XXIII. Tlatelolco: 1968

– Nadie tiene derecho a reconocer un cadáver. Nadie tiene derecho a llevarse a un muerto. No va a haber en esta ciudad quinientos cortejos fúnebres mañana. Arrójenlos a la fosa común. Que nadie los reconozca.

Desaparézcanlos.

Laura Díaz fotografió a su nieto Santiago la noche del 2 de octubre de 1968. Ella llegó caminando desde la Calzada de la Estrella para ver la entrada de la marcha a la Plaza de las Tres Culturas. Había venido fotografiando todos los sucesos del movimiento estudiantil, desde las primeras manifestaciones a la creciente presencia de los cuerpos de policía al bazukazo contra la puerta de la Preparatoria a la toma de la Ciudad Universitaria por el Ejército a la destrucción arbitraria de laboratorios y bibliotecas por los sardos a la marcha universitaria de protesta encabezada por el rector Javier Barros Sierra seguido por toda la comunidad universitaria a las concentraciones en el Zócalo gritándole al presidente Gustavo Díaz Ordaz «sal al balcón hocicón» a la marcha del silencio con cien mil ciudadanos amordazados.

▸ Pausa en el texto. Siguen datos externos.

//! Entity records and typed ids.
//!
//! Every entity kind lives in an insertion-ordered table on the
//! [`Model`](crate::model::Model); records reference each other through the
//! typed index newtypes defined here rather than through pointers, which
//! sidesteps the reference cycles between extensions, opcodes, and
//! compression rules and keeps the whole model trivially serializable.

use serde::Serialize;

use crate::common::bitspec::BitSpec;
use crate::model::mask::OpcodeMask;

/// Index of an [`Arg`] in the model's argument table.
#[derive(Clone, Copy, Debug, PartialEq, Eq, Hash, Serialize)]
pub struct ArgId(pub usize);

/// Index of an [`EnumDef`] in the model's enum table.
#[derive(Clone, Copy, Debug, PartialEq, Eq, Hash, Serialize)]
pub struct EnumId(pub usize);

/// Index of a [`TypeDef`] in the model's type table.
#[derive(Clone, Copy, Debug, PartialEq, Eq, Hash, Serialize)]
pub struct TypeId(pub usize);

/// Index of a [`Format`] in the model's format table.
#[derive(Clone, Copy, Debug, PartialEq, Eq, Hash, Serialize)]
pub struct FormatId(pub usize);

/// Index of a [`Codec`] in the model's codec table.
#[derive(Clone, Copy, Debug, PartialEq, Eq, Hash, Serialize)]
pub struct CodecId(pub usize);

/// Index of an [`Extension`] in the model's extension table.
#[derive(Clone, Copy, Debug, PartialEq, Eq, Hash, Serialize)]
pub struct ExtensionId(pub usize);

/// Index of a [`Register`] in the model's register table.
#[derive(Clone, Copy, Debug, PartialEq, Eq, Hash, Serialize)]
pub struct RegisterId(pub usize);

/// Index of a [`Csr`] in the model's CSR table.
#[derive(Clone, Copy, Debug, PartialEq, Eq, Hash, Serialize)]
pub struct CsrId(pub usize);

/// Index of an [`Opcode`] in the model's opcode table.
#[derive(Clone, Copy, Debug, PartialEq, Eq, Hash, Serialize)]
pub struct OpcodeId(pub usize);

/// Index of a [`Constraint`] in the model's constraint table.
#[derive(Clone, Copy, Debug, PartialEq, Eq, Hash, Serialize)]
pub struct ConstraintId(pub usize);

/// Index of a [`Compression`] in the model's compression table.
#[derive(Clone, Copy, Debug, PartialEq, Eq, Hash, Serialize)]
pub struct CompressionId(pub usize);

/// An operand argument: a named field of the encoded instruction.
#[derive(Clone, Debug, Serialize)]
pub struct Arg {
    /// Argument name (e.g. `rd`, `imm12`).
    pub name: String,
    /// Human-readable label.
    pub label: String,
    /// Operand type tag (e.g. `ireg`, `simm`).
    pub arg_type: String,
    /// Placement of the argument's bits in the encoding.
    pub bitspec: BitSpec,
    /// Formatter hint for disassembler output.
    pub formatter: String,
    /// Default-value hint.
    pub default: String,
}

/// A named enumeration value within a group.
#[derive(Clone, Debug, Serialize)]
pub struct EnumDef {
    /// Value name.
    pub name: String,
    /// Enumeration group the value belongs to.
    pub group: String,
    /// Numeric value.
    pub value: i64,
    /// Human-readable description.
    pub description: String,
}

/// One labelled bit-spec part of a [`TypeDef`].
#[derive(Clone, Debug, Serialize)]
pub struct TypePart {
    /// Field placement.
    pub spec: BitSpec,
    /// Field label; empty when the part is unnamed.
    pub label: String,
}

/// An encoded-instruction shape (e.g. the `r` or `i` layout).
#[derive(Clone, Debug, Serialize)]
pub struct TypeDef {
    /// Type name; codecs derive their type from this by name prefix.
    pub name: String,
    /// Human-readable description.
    pub description: String,
    /// Ordered field layout.
    pub parts: Vec<TypePart>,
}

/// A symbolic operand layout (e.g. `rd,rs1,rs2`).
#[derive(Clone, Debug, Serialize)]
pub struct Format {
    /// Format name.
    pub name: String,
    /// Operand-layout token; may be empty.
    pub operands: String,
}

/// A named encoding shape grouping opcodes that share a format.
#[derive(Clone, Debug, Serialize)]
pub struct Codec {
    /// Codec name; the prefix up to `_` or `+` names the codec's type.
    pub name: String,
    /// Name of the format the codec packs its operands in.
    pub format: String,
}

impl Codec {
    /// Returns the codec's type name: the name prefix up to the first `_`,
    /// or failing that the first `+`, or the whole name.
    pub fn type_name(&self) -> &str {
        match self.name.find('_').or_else(|| self.name.find('+')) {
            Some(pos) => &self.name[..pos],
            None => &self.name,
        }
    }
}

/// An ISA extension such as `rv64i`, identified by prefix, width, and alpha
/// code.
#[derive(Clone, Debug, Serialize)]
pub struct Extension {
    /// Full extension name, `prefix + width + alpha` (e.g. `rv64i`).
    pub name: String,
    /// ISA prefix (e.g. `rv`).
    pub prefix: String,
    /// Register width in bits (32, 64, or 128).
    pub isa_width: u32,
    /// Single-letter extension code (e.g. `i`).
    pub alpha_code: String,
    /// Instruction width in bits (16 for compressed extensions). Stored as
    /// scanned; the loader does not validate the value.
    pub insn_width: u32,
    /// Human-readable description.
    pub description: String,
    /// Opcodes first declared under this extension, in file order.
    pub opcodes: Vec<OpcodeId>,
}

/// An architectural register.
#[derive(Clone, Debug, Serialize)]
pub struct Register {
    /// Register name (e.g. `x2`).
    pub name: String,
    /// Register number.
    pub number: i64,
    /// ABI alias (e.g. `sp`).
    pub alias: String,
    /// Register type tag (e.g. `ireg`, `freg`).
    pub reg_type: String,
    /// Human-readable description.
    pub description: String,
}

/// A control and status register described by the metadata.
#[derive(Clone, Debug, Serialize)]
pub struct Csr {
    /// CSR number.
    pub number: i64,
    /// Access-permission tag (e.g. `urw`, `mro`).
    pub access: String,
    /// CSR name.
    pub name: String,
    /// Human-readable description.
    pub description: String,
}

/// An opcode with its encoding masks and resolved cross-references.
///
/// `key` is globally unique; `name` (the mnemonic) recurs when the same
/// mnemonic is declared by several extensions, in which case the keys carry
/// a `.extension` suffix.
#[derive(Clone, Debug, Serialize)]
pub struct Opcode {
    /// Globally unique key.
    pub key: String,
    /// Mnemonic.
    pub name: String,
    /// 1-based insertion index.
    pub num: usize,
    /// Encoding masks that identify the opcode.
    pub masks: Vec<OpcodeMask>,
    /// Operand arguments in declaration order.
    pub args: Vec<ArgId>,
    /// The opcode's codec; always present after a successful load.
    pub codec: Option<CodecId>,
    /// Format resolved through the codec.
    pub format: Option<FormatId>,
    /// Type resolved from the codec's name prefix.
    pub ty: Option<TypeId>,
    /// Extensions declaring the opcode, as written (duplicates preserved).
    pub extensions: Vec<ExtensionId>,
    /// Compression rule in which this opcode is the compressed form.
    pub compressed: Option<CompressionId>,
    /// Compression rules in which this opcode is the expanded form.
    pub compressions: Vec<CompressionId>,
    /// Long name attached from the instructions file.
    pub long_name: String,
    /// Pseudocode attached from the instructions file.
    pub pseudocode: String,
    /// Description attached from the descriptions file.
    pub description: String,
}

impl Opcode {
    pub(crate) fn new(key: String, name: String) -> Self {
        Self {
            key,
            name,
            num: 0,
            masks: Vec::new(),
            args: Vec::new(),
            codec: None,
            format: None,
            ty: None,
            extensions: Vec::new(),
            compressed: None,
            compressions: Vec::new(),
            long_name: String::new(),
            pseudocode: String::new(),
            description: String::new(),
        }
    }
}

/// A named operand predicate used by compression rules.
#[derive(Clone, Debug, Serialize)]
pub struct Constraint {
    /// Constraint name.
    pub name: String,
    /// Predicate expression token.
    pub expression: String,
}

/// A rule stating that a compressed opcode encodes the same operation as an
/// expanded opcode when the constraints hold.
#[derive(Clone, Debug, Serialize)]
pub struct Compression {
    /// The compressed form.
    pub compressed_op: OpcodeId,
    /// The expanded form.
    pub expanded_op: OpcodeId,
    /// Constraints under which the compression applies.
    pub constraints: Vec<ConstraintId>,
}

Laura grabó las noches de discusión con Santiago y Lourdes y la docena o más de jóvenes hombres y mujeres apasionados por los acontecimientos. El niño de dos años, el Santiago IV, estaba dormido en la pieza que la abuela le preparó en el apartamento de la Plaza Río de Janeiro, desalojando archivos viejos, deshaciéndose de cachivaches inservibles que en realidad eran recuerdos preciosos, pero Laura le dijo a Lourdes que si a los setenta años ella no había archivado en la memoria lo que resultaba digno de recuerdo, iba a hundirse bajo el peso del pasado indiscriminado. El pasado tenía muchas formas. Para Laura, era un océano de papel.

¿Qué era una fotografía, después de todo, sino un instante convertido en eternidad? El flujo del tiempo era imparable y conservarlo en su totalidad sería la fórmula de la locura misma, el tiempo que ocurre bajo el sol y las estrellas seguiría transcurriendo, con

o sin nosotros, en un mundo deshabitado, lunar. El tiempo humano era un sacrificio de la totalidad para privilegiar el instante y darle, al instante, el prestigio de la eternidad. Todo lo decía el cuadro de su hijo Santiago el Menor en la sala del apartamento: no caímos, ascendimos.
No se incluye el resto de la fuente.